Mit Eintritt in die Wechseljahre kommt es durch die sinkenden Östrogenspiegel zu einer Reihe von Veränderungen im Stoffwechsel. Eine Verschiebung des Körpergewichts und der Körperzusammensetzung hin zu vermehrtem Bauchfett, charakterisiert durch einen Taillenumfang ab 80 cm, geht mit einem Anstieg des Blutdrucks, Veränderungen im Lipidprofil und einer Insulinresistenz einher, häufig in Form eines metabolischen Syndroms. Mit zunehmendem Alter, steigendem Gewicht und der Entwicklung einer zentralen Adipositas erhöht sich in der Folge das Risiko für Diabetes Typ 2, Krankheiten des Herz-Kreislauf-Systems und für zahlreiche bösartige Neubildungen, darunter Brustkrebs, Darmkrebs und Eierstockkrebs. Was wenig bekannt ist: Hormonelle Veränderungen mit Eintritt in die Wechseljahre beeinflussen auch die Mundgesundheit. Darüber hinaus erleben viele Frauen Veränderungen ihrer kognitiven Leistungsfähigkeit, wenn sie die Wechseljahre durchlaufen und mit zunehmendem Alter steigt auch das Risiko für Demenzerkrankungen.

Motivation zu Lebensstiländerungen – die Menopause als window of opportunity

Eine gesundheitsförderliche Ernährung, körperliche Aktivität, Rauchverzicht und Stressreduktion können das individuelle Risiko erheblich modifizieren. Die Effekte gehen dabei weit über die Beeinflussung klassischer Risikofaktoren wie gewichtsassoziierte Parameter, Blutdruck, Blutzucker und Lipidprofil hinaus. Nachgewiesen wurden bereits Einflüsse auf Entzündungsmarker, das orale Mikrobiom, das Darmmikrobiom aber auch Interaktionen mit Genen und die Länge der Telomere als ein Marker für gesundes Altern. Bisherige Scores zur Erfassung beispielhaft des Herzinfarkt-Risikos bilden den hohen Stellenwert eines gesunden Lebensstils leider nicht ab. Das führt in der Praxis dazu, dass in der Kommunikation mit Patientinnen der Eindruck entsteht, dass alleine die medikamentöse Einstellung des Blutdrucks, des Blutzuckers oder des Lipidprofils das individuelle Risiko wirkungsvoll beeinflusst.

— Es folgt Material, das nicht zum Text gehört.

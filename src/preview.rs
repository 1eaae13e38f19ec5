//! Visible preview tree: one bordered A4 sheet per page fragment.

use crate::dom::{element_at_mut, find_by_attr, find_by_class, parse_html, DomNode, ElementNode, Tag};
use crate::paginate::{Pages, BLOCK_ID_ATTR};
use crate::style::{EXPORT_MODE_CLASS, HIGHLIGHT_CLASS};

/// `id` of the preview root.
pub const PREVIEW_ROOT_ID: &str = "pdf-template";

/// Class of the element that holds a page's content.
pub const EDITOR_CLASS: &str = "ql-editor";

/// Build `div#pdf-template.space-y-4` with one sheet per page. The first
/// sheet shows `placeholder` when its fragment is empty.
pub fn build_preview(pages: &Pages, placeholder: &str) -> ElementNode {
    let mut root = ElementNode::with_class(Tag::Div, "space-y-4");
    root.set_attr("id", PREVIEW_ROOT_ID);

    for (index, fragment) in pages.pages.iter().enumerate() {
        let mut content = ElementNode::with_class(Tag::Div, "ql-container ql-editor");
        content.set_style_property("min-height", "200px");
        content.set_style_property("padding", "0");
        content.set_style_property("border", "none");
        content.children = if fragment.is_empty() {
            if index == 0 {
                vec![DomNode::Text(placeholder.to_string())]
            } else {
                Vec::new()
            }
        } else {
            parse_html(fragment)
        };

        let mut padding = ElementNode::with_class(Tag::Div, "p-8");
        padding.children.push(DomNode::Element(content));

        let mut sheet = ElementNode::with_class(Tag::Div, &format!("{EXPORT_MODE_CLASS} border"));
        sheet.children.push(DomNode::Element(padding));
        root.children.push(DomNode::Element(sheet));
    }
    root
}

/// Remove the highlight from every element. Returns how many were cleared.
pub fn clear_highlights(root: &mut ElementNode) -> usize {
    let mut cleared = 0;
    for path in find_by_class(root, HIGHLIGHT_CLASS) {
        if let Some(e) = element_at_mut(root, &path) {
            if e.remove_class(HIGHLIGHT_CLASS) {
                cleared += 1;
            }
        }
    }
    cleared
}

/// Highlight the element(s) carrying `block_id`, clearing any previous
/// highlight first. Returns how many elements were highlighted.
pub fn highlight_block(root: &mut ElementNode, block_id: &str) -> usize {
    clear_highlights(root);
    let paths = find_by_attr(root, BLOCK_ID_ATTR, block_id);
    for path in &paths {
        if let Some(e) = element_at_mut(root, path) {
            e.add_class(HIGHLIGHT_CLASS);
        }
    }
    paths.len()
}

#[cfg(test)]
mod tests {
    use super::*;
    use crate::dom::element_to_html;

    fn two_pages() -> Pages {
        Pages {
            pages: vec![
                r#"<p data-block-id="blk-0">a</p>"#.to_string(),
                r#"<p data-block-id="blk-1">b</p>"#.to_string(),
            ],
            count: 2,
        }
    }

    #[test]
    fn one_sheet_per_page() {
        let root = build_preview(&two_pages(), "Type here");
        assert_eq!(root.attr("id"), Some(PREVIEW_ROOT_ID));
        assert_eq!(root.children.len(), 2);
        assert_eq!(find_by_class(&root, EDITOR_CLASS).len(), 2);
        assert!(element_to_html(&root).contains(r#"<p data-block-id="blk-1">b</p>"#));
    }

    #[test]
    fn placeholder_on_first_empty_page() {
        let root = build_preview(&Pages::placeholder(), "Type here");
        assert_eq!(root.text_content(), "Type here");
    }

    #[test]
    fn highlight_moves_between_blocks() {
        let mut root = build_preview(&two_pages(), "");
        assert_eq!(highlight_block(&mut root, "blk-0"), 1);
        assert_eq!(highlight_block(&mut root, "blk-1"), 1);
        let highlighted = find_by_class(&root, HIGHLIGHT_CLASS);
        assert_eq!(highlighted.len(), 1);
        assert_eq!(clear_highlights(&mut root), 1);
        assert!(find_by_class(&root, HIGHLIGHT_CLASS).is_empty());
    }

    #[test]
    fn unknown_block_highlights_nothing() {
        let mut root = build_preview(&two_pages(), "");
        assert_eq!(highlight_block(&mut root, "blk-9"), 0);
    }
}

Risikopatientinnen identifizieren – Stellenwert des Schwangerschafts-Outcomes

​Schwangerschaftsbedingte Komplikationen wie eine Präeklampsie oder ein Gestationsdiabetes weisen auf ein hohes Langzeitrisiko der Frau für kardiovaskuläre Erkrankungen hin. Eine entsprechende Nachsorge ist daher unabdingbar. Dementsprechend wichtig ist es,  Patientinnen bereits vor Eintritt in die Wechseljahre im Beratungsgespräch zu Lebensstiländerungen zu motivieren und die Möglichkeiten und Chancen der persönlichen Einflussnahme auf Risikofaktoren klar hervorzuheben. Das gilt umso mehr, als aktuelle Untersuchungen darauf hinweisen, dass Patientinnen, unabhängig von der Höhe des genetischen Risikos für Herz-Kreislauf-Erkrankungen oder auch Darmkrebs, von einem gesunden Lebensstil profitieren.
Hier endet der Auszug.